Problem requirements. Find the line containing "let transition = gate.begin().unwrap();" in the entries below. Restate it and each line after it, word for word, up to and including the line containing "event through it.".

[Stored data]
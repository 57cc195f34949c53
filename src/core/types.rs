//! Strongly-typed wrappers for duel concepts
//!
//! Newtypes to prevent type confusion and make the code more
//! self-documenting. Instead of bare integers and Strings for different
//! concepts, we wrap them in distinct types that cannot be mixed up.

use serde::{Deserialize, Serialize};
use std::fmt;

/// Identifies one side of the two-party encounter
///
/// IDs are stable for the lifetime of a session. With exactly two
/// participants the conventional values are 0 (first to act) and 1.
#[derive(Debug, Clone, Copy, PartialEq, Eq, Hash, Serialize, Deserialize)]
pub struct ParticipantId(u32);

impl ParticipantId {
    pub const fn new(id: u32) -> Self {
        ParticipantId(id)
    }

    pub const fn as_u32(&self) -> u32 {
        self.0
    }

    /// Index into a two-entry controller array
    pub const fn index(&self) -> usize {
        self.0 as usize
    }
}

impl fmt::Display for ParticipantId {
    fn fmt(&self, f: &mut fmt::Formatter<'_>) -> fmt::Result {
        write!(f, "P{}", self.0 + 1)
    }
}

/// Player name (distinct from other string types)
#[derive(Debug, Clone, PartialEq, Eq, Hash, Serialize, Deserialize)]
pub struct PlayerName(String);

impl PlayerName {
    pub fn new(s: impl Into<String>) -> Self {
        PlayerName(s.into())
    }

    pub fn as_str(&self) -> &str {
        &self.0
    }
}

impl fmt::Display for PlayerName {
    fn fmt(&self, f: &mut fmt::Formatter<'_>) -> fmt::Result {
        write!(f, "{}", self.0)
    }
}

impl From<String> for PlayerName {
    fn from(s: String) -> Self {
        PlayerName(s)
    }
}

impl From<&str> for PlayerName {
    fn from(s: &str) -> Self {
        PlayerName(s.to_string())
    }
}

#[cfg(test)]
mod tests {
    use super::*;

    #[test]
    fn test_participant_id_display() {
        assert_eq!(ParticipantId::new(0).to_string(), "P1");
        assert_eq!(ParticipantId::new(1).to_string(), "P2");
        assert_eq!(ParticipantId::new(1).index(), 1);
    }

    #[test]
    fn test_player_name_conversions() {
        let name = PlayerName::from("Alice");
        assert_eq!(name.as_str(), "Alice");
        assert_eq!(name, PlayerName::new(String::from("Alice")));
    }
}
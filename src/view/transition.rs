//! Show/hide transition handles
//!
//! A `Transition` is the promise half of an asynchronous reveal or
//! conceal: the binding flips it to complete when its visual effect
//! finishes, and callers poll it instead of assuming completion. There is
//! no cancellation; a binding allows at most one transition in flight.

use crate::error::{DuelError, Result};
use std::cell::Cell;
use std::rc::Rc;

/// Where a transition is in its life cycle
#[derive(Debug, Clone, Copy, PartialEq, Eq)]
pub enum TransitionState {
    Pending,
    Complete,
}

/// Shared two-state completion handle
///
/// Clones observe the same underlying flag. Completing twice is a no-op.
#[derive(Debug, Clone)]
pub struct Transition {
    complete: Rc<Cell<bool>>,
}

impl Transition {
    /// A transition that has not finished yet
    pub fn pending() -> Self {
        Transition {
            complete: Rc::new(Cell::new(false)),
        }
    }

    /// A transition that finished before the caller could observe it
    /// (non-animated surfaces)
    pub fn completed() -> Self {
        Transition {
            complete: Rc::new(Cell::new(true)),
        }
    }

    /// Mark the transition finished
    pub fn complete(&self) {
        self.complete.set(true);
    }

    pub fn is_complete(&self) -> bool {
        self.complete.get()
    }

    pub fn state(&self) -> TransitionState {
        if self.is_complete() {
            TransitionState::Complete
        } else {
            TransitionState::Pending
        }
    }
}

/// Single in-flight guard for one binding
///
/// Bindings that animate keep one of these; `begin` refuses a second
/// transition while the first is still pending.
#[derive(Debug, Default)]
pub struct TransitionGate {
    in_flight: Option<Transition>,
}

impl TransitionGate {
    pub fn new() -> Self {
        TransitionGate { in_flight: None }
    }

    /// Start a new transition, or fail if one is still pending
    pub fn begin(&mut self) -> Result<Transition> {
        if self.is_busy() {
            return Err(DuelError::TransitionInFlight);
        }
        let transition = Transition::pending();
        self.in_flight = Some(transition.clone());
        Ok(transition)
    }

    /// Complete the in-flight transition, if any
    ///
    /// Returns true when a pending transition was driven to completion.
    pub fn finish(&mut self) -> bool {
        match self.in_flight.take() {
            Some(transition) if !transition.is_complete() => {
                transition.complete();
                true
            }
            _ => false,
        }
    }

    pub fn is_busy(&self) -> bool {
        self.in_flight
            .as_ref()
            .map(|t| !t.is_complete())
            .unwrap_or(false)
    }
}

#[cfg(test)]
mod tests {
    use super::*;

    #[test]
    fn test_transition_completes_once() {
        let transition = Transition::pending();
        let observer = transition.clone();

        assert_eq!(observer.state(), TransitionState::Pending);
        transition.complete();
        transition.complete();
        assert_eq!(observer.state(), TransitionState::Complete);
    }

    #[test]
    fn test_gate_refuses_second_transition() {
        let mut gate = TransitionGate::new();
        let first = gate.begin().unwrap();

        assert!(gate.begin().is_err());

        first.complete();
        assert!(!gate.is_busy());
        assert!(gate.begin().is_ok());
    }

    #[test]
    fn test_gate_finish_drives_completion() {
        let mut gate = TransitionGate::new();
        let transition = gate.begin().unwrap();

        assert!(gate.finish());
        assert!(transition.is_complete());
        assert!(!gate.finish());
    }
}
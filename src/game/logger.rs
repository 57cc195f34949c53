//! Session event logger with in-memory capture
//!
//! The session owns one logger and routes every game event through it.
//! Output can go to stdout, to an in-memory buffer, or both; tests run
//! with `OutputMode::Memory` and assert against the captured entries.

use serde::{Deserialize, Serialize};
use std::cell::{Ref, RefCell};
use std::ops::Deref;

/// Verbosity level for game output
#[derive(
    Debug,
    Clone,
    Copy,
    PartialEq,
    Eq,
    PartialOrd,
    Ord,
    Default,
    Serialize,
    Deserialize,
)]
pub enum VerbosityLevel {
    /// Silent - no output during game
    Silent = 0,
    /// Minimal - only game outcome
    Minimal = 1,
    /// Normal - rounds, turns, and effects (default)
    #[default]
    Normal = 2,
    /// Verbose - all state transitions and dropped input
    Verbose = 3,
}

/// Output destination for log messages
#[derive(Debug, Clone, Copy, PartialEq, Eq, Serialize, Deserialize, Default)]
pub enum OutputMode {
    /// Output only to stdout (default)
    #[default]
    Stdout,
    /// Capture only to in-memory buffer (no stdout)
    Memory,
    /// Both stdout and in-memory buffer
    Both,
}

/// A captured log entry
#[derive(Debug, Clone)]
pub struct LogEntry {
    /// Verbosity level of this entry
    pub level: VerbosityLevel,
    /// Log message
    pub message: String,
    /// Optional category (e.g., "turn", "effect", "outcome")
    pub category: Option<&'static str>,
}

/// Guard type providing slice access to captured entries
pub struct LogGuard<'a> {
    guard: Ref<'a, Vec<LogEntry>>,
}

impl<'a> LogGuard<'a> {
    pub fn iter(&self) -> std::slice::Iter<'_, LogEntry> {
        self.guard.iter()
    }

    pub fn len(&self) -> usize {
        self.guard.len()
    }

    pub fn is_empty(&self) -> bool {
        self.guard.is_empty()
    }
}

impl<'a> Deref for LogGuard<'a> {
    type Target = [LogEntry];

    fn deref(&self) -> &Self::Target {
        &self.guard
    }
}

/// Session logger
///
/// Logging takes `&self` (interior mutability) so events can be recorded
/// while the session is otherwise borrowed.
pub struct GameLogger {
    verbosity: VerbosityLevel,
    output_mode: OutputMode,
    buffer: RefCell<Vec<LogEntry>>,
}

impl GameLogger {
    /// Create a new logger with default verbosity (Normal)
    pub fn new() -> Self {
        GameLogger {
            verbosity: VerbosityLevel::default(),
            output_mode: OutputMode::default(),
            buffer: RefCell::new(Vec::new()),
        }
    }

    /// Create a logger with specified verbosity
    pub fn with_verbosity(verbosity: VerbosityLevel) -> Self {
        GameLogger {
            verbosity,
            output_mode: OutputMode::default(),
            buffer: RefCell::new(Vec::new()),
        }
    }

    pub fn verbosity(&self) -> VerbosityLevel {
        self.verbosity
    }

    pub fn set_verbosity(&mut self, verbosity: VerbosityLevel) {
        self.verbosity = verbosity;
    }

    pub fn output_mode(&self) -> OutputMode {
        self.output_mode
    }

    pub fn set_output_mode(&mut self, mode: OutputMode) {
        self.output_mode = mode;
    }

    /// Log the game outcome (shown at Minimal and above)
    pub fn log_minimal(&self, message: &str) {
        self.log(VerbosityLevel::Minimal, message, None);
    }

    /// Log rounds, turns, and effects (shown at Normal and above)
    pub fn log_normal(&self, message: &str) {
        self.log(VerbosityLevel::Normal, message, None);
    }

    /// Log state transitions and dropped input (shown at Verbose only)
    pub fn log_verbose(&self, message: &str) {
        self.log(VerbosityLevel::Verbose, message, None);
    }

    /// Log with an explicit category for filtering in tests
    pub fn log_category(&self, level: VerbosityLevel, category: &'static str, message: &str) {
        self.log(level, message, Some(category));
    }

    /// Get access to captured entries
    ///
    /// Returns a guard that derefs to `[LogEntry]`.
    pub fn logs(&self) -> LogGuard<'_> {
        LogGuard {
            guard: self.buffer.borrow(),
        }
    }

    /// Captured messages joined by newlines (for transcript comparison)
    pub fn transcript(&self) -> String {
        let buffer = self.buffer.borrow();
        let mut transcript = String::new();
        for entry in buffer.iter() {
            transcript.push_str(&entry.message);
            transcript.push('\n');
        }
        transcript
    }

    /// Clear the capture buffer
    pub fn clear_logs(&mut self) {
        self.buffer.borrow_mut().clear();
    }

    fn log(&self, level: VerbosityLevel, message: &str, category: Option<&'static str>) {
        if level > self.verbosity {
            return;
        }
        if matches!(self.output_mode, OutputMode::Stdout | OutputMode::Both) {
            println!("{message}");
        }
        if matches!(self.output_mode, OutputMode::Memory | OutputMode::Both) {
            self.buffer.borrow_mut().push(LogEntry {
                level,
                message: message.to_string(),
                category,
            });
        }
    }
}

impl Default for GameLogger {
    fn default() -> Self {
        Self::new()
    }
}

#[cfg(test)]
mod tests {
    use super::*;

    fn capture_logger(verbosity: VerbosityLevel) -> GameLogger {
        let mut logger = GameLogger::with_verbosity(verbosity);
        logger.set_output_mode(OutputMode::Memory);
        logger
    }

    #[test]
    fn test_verbosity_filters_capture() {
        let logger = capture_logger(VerbosityLevel::Normal);

        logger.log_minimal("outcome");
        logger.log_normal("turn");
        logger.log_verbose("transition");

        let logs = logger.logs();
        assert_eq!(logs.len(), 2);
        assert_eq!(logs[0].message, "outcome");
        assert_eq!(logs[1].message, "turn");
    }

    #[test]
    fn test_silent_captures_nothing() {
        let logger = capture_logger(VerbosityLevel::Silent);
        logger.log_minimal("outcome");
        assert!(logger.logs().is_empty());
    }

    #[test]
    fn test_transcript_joins_messages() {
        let logger = capture_logger(VerbosityLevel::Normal);
        logger.log_normal("one");
        logger.log_normal("two");
        assert_eq!(logger.transcript(), "one\ntwo\n");
    }

    #[test]
    fn test_categories_are_recorded() {
        let logger = capture_logger(VerbosityLevel::Normal);
        logger.log_category(VerbosityLevel::Normal, "effect", "P1 attacks");
        assert_eq!(logger.logs()[0].category, Some("effect"));
    }
}
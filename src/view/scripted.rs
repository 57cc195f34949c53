//! Scripted view binding for bots and deterministic testing
//!
//! Plays the role of a UI surface without a UI: intents come from a
//! predetermined script or a (seedable) random source, and every render
//! is recorded for assertions. Show/hide stay pending until the host
//! pumps the animation, which makes transition-ordering behavior
//! testable.

use crate::core::StatSnapshot;
use crate::error::Result;
use crate::view::{Transition, TransitionGate, ViewBinding, ViewIntent};
use rand::Rng;
use std::collections::VecDeque;

enum IntentSource {
    /// Predetermined sequence; exhausted script falls back to Attack
    Script(VecDeque<ViewIntent>),
    /// Uniform random choice between attack and heal
    Random(Box<dyn rand::RngCore>),
}

/// A view surface driven by a script instead of a human
///
/// Latches its next intent the moment input is enabled, so one session
/// pump per turn is enough to keep a bot duel moving.
pub struct ScriptedView {
    source: IntentSource,
    gate: TransitionGate,
    visible: bool,
    input_enabled: bool,
    released: bool,
    latched: Option<ViewIntent>,
    renders: Vec<StatSnapshot>,
}

impl ScriptedView {
    /// Follow a fixed intent sequence; Attack once the script runs out
    pub fn with_script(script: impl IntoIterator<Item = ViewIntent>) -> Self {
        Self::from_source(IntentSource::Script(script.into_iter().collect()))
    }

    /// Choose intents uniformly at random
    pub fn random() -> Self {
        Self::from_source(IntentSource::Random(Box::new(rand::thread_rng())))
    }

    /// Random intents from a seeded RNG (for deterministic testing)
    pub fn with_seed(seed: u64) -> Self {
        use rand::SeedableRng;
        Self::from_source(IntentSource::Random(Box::new(
            rand::rngs::StdRng::seed_from_u64(seed),
        )))
    }

    fn from_source(source: IntentSource) -> Self {
        ScriptedView {
            source,
            gate: TransitionGate::new(),
            visible: false,
            input_enabled: false,
            released: false,
            latched: None,
            renders: Vec::new(),
        }
    }

    /// Complete the in-flight show/hide transition, if any
    ///
    /// Returns true when a pending transition finished on this pump.
    pub fn pump_animation(&mut self) -> bool {
        self.gate.finish()
    }

    /// Every snapshot this view has been asked to render, oldest first
    pub fn renders(&self) -> &[StatSnapshot] {
        &self.renders
    }

    pub fn last_render(&self) -> Option<&StatSnapshot> {
        self.renders.last()
    }

    pub fn is_released(&self) -> bool {
        self.released
    }

    fn next_intent(&mut self) -> ViewIntent {
        match &mut self.source {
            IntentSource::Script(script) => script.pop_front().unwrap_or(ViewIntent::Attack),
            IntentSource::Random(rng) => {
                if rng.gen_range(0..2) == 0 {
                    ViewIntent::Attack
                } else {
                    ViewIntent::Heal
                }
            }
        }
    }
}

impl ViewBinding for ScriptedView {
    fn render_stats(&mut self, snapshot: &StatSnapshot) {
        if self.released {
            return;
        }
        self.renders.push(snapshot.clone());
    }

    fn set_input_enabled(&mut self, enabled: bool) {
        if self.released {
            return;
        }
        self.input_enabled = enabled;
        // the bot "presses" as soon as its turn opens
        if enabled && self.visible && self.latched.is_none() {
            let intent = self.next_intent();
            self.latched = Some(intent);
        }
    }

    fn show(&mut self) -> Result<Transition> {
        if self.released {
            return Ok(Transition::completed());
        }
        let transition = self.gate.begin()?;
        self.visible = true;
        Ok(transition)
    }

    fn hide(&mut self) -> Result<Transition> {
        if self.released {
            return Ok(Transition::completed());
        }
        let transition = self.gate.begin()?;
        self.visible = false;
        self.latched = None;
        Ok(transition)
    }

    fn show_now(&mut self) {
        if self.released {
            return;
        }
        self.visible = true;
    }

    fn hide_now(&mut self) {
        if self.released {
            return;
        }
        self.visible = false;
        self.latched = None;
    }

    fn take_intent(&mut self) -> Option<ViewIntent> {
        self.latched.take()
    }

    fn release(&mut self) {
        self.visible = false;
        self.input_enabled = false;
        self.latched = None;
        self.released = true;
    }
}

Problem solution.
        let transition = gate.begin().unwrap();

        assert!(gate.finish());
        assert!(transition.is_complete());
        assert!(!gate.finish());
    }
}
filename src/game/logger.rs
repository 57cc195f34949c53
//! Session event logger with in-memory capture
//!
//! The session owns one logger and routes every game event through it.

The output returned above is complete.